--- ABOUT THIS TASK ---
From the first line to the last, return the data exactly as it stands.

--- DATA FOR REVIEW ---
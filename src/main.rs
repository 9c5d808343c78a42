//! Application entry point.
//!
//! Parses command-line arguments and delegates execution to [`runner::run`].

use std::process::ExitCode;
use storytree::{cli::Cli, runner};
use tracing::Level;
use tracing_subscriber::fmt;

fn main() -> ExitCode {
    let cli = Cli::parse_with_default();
    let max_level = if cli.verbose {
        Level::DEBUG
    } else {
        Level::ERROR
    };
    fmt()
        .with_max_level(max_level)
        .with_writer(std::io::stderr)
        .init();
    match runner::run(&cli) {
        Ok(()) => ExitCode::SUCCESS,
        Err(err) => {
            let message = format!("{err:#}");
            tracing::error!(error = %message, "runner failed");
            ExitCode::FAILURE
        }
    }
}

--- EXERCISE SOLUTION ---
filename src/main.rs
repository 9c5d808343c78a42
//! Application entry point.
//!
//! Parses command-line arguments and delegates execution to [`runner::run`].

use std::process::ExitCode;
use storytree::{cli::Cli, runner};
use tracing::Level;
use tracing_subscriber::fmt;

fn main() -> ExitCode {
    let cli = Cli::parse_with_default();
    let max_level = if cli.verbose {
        Level::DEBUG
    } else {
        Level::ERROR
    };
    fmt()
        .with_max_level(max_level)
        .with_writer(std::io::stderr)
        .init();
    match runner::run(&cli) {
        Ok(()) => ExitCode::SUCCESS,
        Err(err) => {
            let message = format!("{err:#}");
            tracing::error!(error = %message, "runner failed");
            ExitCode::FAILURE
        }
    }
}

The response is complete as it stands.